YOUR INSTRUCTIONS >> Below are the records; copy each line in them that holds the word "AnalysisRequest".

* * *

impl<M: MarketSource, Q: QuoteSource, R: ReferenceSource> Analyzer<M, Q, R> {
    /// Fall back to bookmaker odds when a request carries no reference
    pub fn with_reference_source<S: ReferenceSource>(self, references: Option<S>) -> Analyzer<M, Q, S> {
        Analyzer {
            engine: self.engine,
            markets: self.markets,
            quotes: self.quotes,
            references,
        }
    }

    pub fn engine(&self) -> &AnalysisEngine {
        &self.engine
    }

    /// Resolve, hydrate and analyze
    ///
    /// Typed failures come back as [`AnalysisError`] inside the `anyhow` error.
    pub async fn analyze(&self, request: &AnalysisRequest) -> anyhow::Result<AnalysisReport> {
        let result = self.analyze_inner(request).await;
        if let Err(e) = &result {
            let kind = e
                .downcast_ref::<AnalysisError>()
                .map(AnalysisError::kind)
                .unwrap_or("fetch");
            telemetry::record_failure(kind);
        }
        result
    }

    async fn analyze_inner(&self, request: &AnalysisRequest) -> anyhow::Result<AnalysisReport> {
        let limits = self
            .engine
            .limits(request.bankroll, request.exposure_used)?;

        let resolved = self.resolve(&request.text, Utc::now()).await?;
        let snapshot = self.refresh(resolved.chosen).await?;
        let snapshot = self.hydrate(snapshot).await;

        let snapshot = match request.reference_for(snapshot.question()) {
            Some(p) => snapshot.with_reference_probability(p)?,
            None if !request.has_reference() => self.attach_external_reference(snapshot).await,
            None => snapshot,
        };

        Ok(self.engine.run(
            snapshot,
            request.side,
            &limits,
            resolved.candidates,
            resolved.query,
        )?)
    }

    async fn resolve(&self, text: &str, now: DateTime<Utc>) -> anyhow::Result<Resolved> {
        match parse_input(text) {
            MarketInput::Url { kind, slug } => self.resolve_slug(kind, &slug, now).await,
            MarketInput::Query(query) => {
                if query.is_empty() {
                    return Err(AnalysisError::MarketNotFound(query).into());
                }
                let selection = self.search_and_select(&query, now).await?;
                Ok(Resolved::from_selection(selection, Some(query)))
            }
        }
    }

    /// Event, then market (or the reverse for market links), then search
    async fn resolve_slug(
        &self,
        kind: SlugKind,
        slug: &str,
        now: DateTime<Utc>,
    ) -> anyhow::Result<Resolved> {
        let lookups = match kind {
            SlugKind::Event => [SlugKind::Event, SlugKind::Market],
            SlugKind::Market => [SlugKind::Market, SlugKind::Event],
        };

        for lookup in lookups {
            let found = match lookup {
                SlugKind::Event => self.from_event(slug, now).await,
                SlugKind::Market => self.from_market(slug).await,
            };
            match found {
                Ok(Some(resolved)) => return Ok(resolved),
                Ok(None) => {}
                Err(e) => {
                    // typed failures are final, fetch errors fall through
                    if e.downcast_ref::<AnalysisError>().is_some() {
                        return Err(e);
                    }
                    tracing::warn!(slug, error = %e, "Slug lookup failed");
                }
            }
        }

        let query = slug.replace('-', " ");
        tracing::info!(slug, query = %query, "Slug not found, falling back to search");
        let selection = self.search_and_select(&query, now).await.map_err(|e| {
            match e.downcast_ref::<AnalysisError>() {
                Some(AnalysisError::MarketNotFound(_)) => {
                    AnalysisError::MarketNotFound(slug.to_string()).into()
                }
                _ => e,
            }
        })?;
        Ok(Resolved::from_selection(selection, Some(query)))
    }

    async fn from_event(&self, slug: &str, now: DateTime<Utc>) -> anyhow::Result<Option<Resolved>> {
        let markets = self.markets.event_markets(slug).await?;
        match markets.len() {
            0 => Ok(None),
            1 => {
                let only = markets.into_iter().next().ok_or_else(|| {
                    AnalysisError::MarketNotFound(slug.to_string())
                })?;
                Ok(Some(Resolved::single(ensure_tradable(only)?)))
            }
            _ => {
                let selection = self.engine.select(markets, slug, now)?;
                Ok(Some(Resolved::from_selection(selection, None)))
            }
        }
    }

    async fn from_market(&self, slug: &str) -> anyhow::Result<Option<Resolved>> {
        match self.markets.market_by_slug(slug).await? {
            Some(snapshot) => Ok(Some(Resolved::single(ensure_tradable(snapshot)?))),
            None => Ok(None),
        }
    }

    async fn search_and_select(&self, query: &str, now: DateTime<Utc>) -> anyhow::Result<Selection> {
        let candidates = self.markets.search(query).await?;
        if candidates.is_empty() {
            return Err(AnalysisError::MarketNotFound(query.to_string()).into());
        }
        Ok(self.engine.select(candidates, query, now)?)
    }

    /// Re-fetch a quoteless search hit by slug
    ///
    /// A market that closed since the search fails with `NoActiveCandidate`.
    async fn refresh(&self, snapshot: MarketSnapshot) -> Result<MarketSnapshot, AnalysisError> {
        if snapshot.has_quotes() || snapshot.slug().is_empty() {
            return Ok(snapshot);
        }
        match self.markets.market_by_slug(snapshot.slug()).await {
            Ok(Some(fresh)) if fresh.has_quotes() => {
                tracing::debug!(slug = snapshot.slug(), "Refreshed quotes by slug");
                ensure_tradable(fresh)
            }
            Ok(Some(fresh)) if !fresh.is_tradable() => ensure_tradable(fresh),
            Ok(_) => Ok(snapshot),
            Err(e) => {
                tracing::warn!(slug = snapshot.slug(), error = %e, "Quote refresh failed");
                Ok(snapshot)
            }
        }
    }

    /// Overlay CLOB book and fee; any failure keeps the Gamma values
    async fn hydrate(&self, snapshot: MarketSnapshot) -> MarketSnapshot {
        let Some(quotes) = &self.quotes else {
            return snapshot;
        };
        let Some(token) = snapshot.token_id().map(str::to_string) else {
            return snapshot;
        };
        let token_id = token.as_str();

        let (book, fee) = tokio::join!(quotes.top_of_book(token_id), quotes.fee_rate(token_id));

        let mut snapshot = snapshot;
        match book {
            Ok(top) if top.best_bid.is_some() || top.best_ask.is_some() => {
                match snapshot.clone().with_quotes(top.best_bid, top.best_ask) {
                    Ok(updated) => snapshot = updated,
                    Err(e) => {
                        tracing::warn!(token_id, error = %e, "Rejected CLOB quotes");
                        telemetry::record_quote_fallback("book");
                    }
                }
            }
            Ok(_) => tracing::debug!(token_id, "Empty CLOB book, keeping Gamma quotes"),
            Err(e) => {
                tracing::warn!(token_id, error = %e, "CLOB book fetch failed, keeping Gamma quotes");
                telemetry::record_quote_fallback("book");
            }
        }

        match fee {
            Ok(Some(rate)) => match snapshot.clone().with_fee_rate(rate) {
                Ok(updated) => snapshot = updated,
                Err(e) => tracing::warn!(token_id, error = %e, "Rejected CLOB fee rate"),
            },
            Ok(None) => {}
            Err(e) => {
                tracing::warn!(token_id, error = %e, "CLOB fee fetch failed");
                telemetry::record_quote_fallback("fee");
            }
        }

        snapshot
    }

    /// Consensus bookmaker probability; any failure leaves the snapshot as-is
    async fn attach_external_reference(&self, snapshot: MarketSnapshot) -> MarketSnapshot {
        let Some(references) = &self.references else {
            return snapshot;
        };

        let books = match references.bookmaker_odds(snapshot.question()).await {
            Ok(books) => books,
            Err(e) => {
                tracing::warn!(market = snapshot.market_id(), error = %e, "Reference odds fetch failed");
                telemetry::record_quote_fallback("reference");
                return snapshot;
            }
        };
        let outcomes: Vec<Vec<(String, Decimal)>> =
            books.into_iter().map(|book| book.outcomes).collect();

        let Some(probability) = consensus_probability(&outcomes, snapshot.question()) else {
            tracing::debug!(
                market = snapshot.market_id(),
                bookmakers = outcomes.len(),
                "No bookmaker outcome matches the market"
            );
            return snapshot;
        };

        tracing::info!(
            market = snapshot.market_id(),
            bookmakers = outcomes.len(),
            %probability,
            "Using bookmaker consensus as reference"
        );
        match snapshot.clone().with_reference_probability(probability) {
            Ok(updated) => updated,
            Err(e) => {
                tracing::warn!(error = %e, "Rejected bookmaker reference");
                snapshot
            }
        }
    }
}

* * *

RESULT >>
    pub async fn analyze(&self, request: &AnalysisRequest) -> anyhow::Result<AnalysisReport> {
    async fn analyze_inner(&self, request: &AnalysisRequest) -> anyhow::Result<AnalysisReport> {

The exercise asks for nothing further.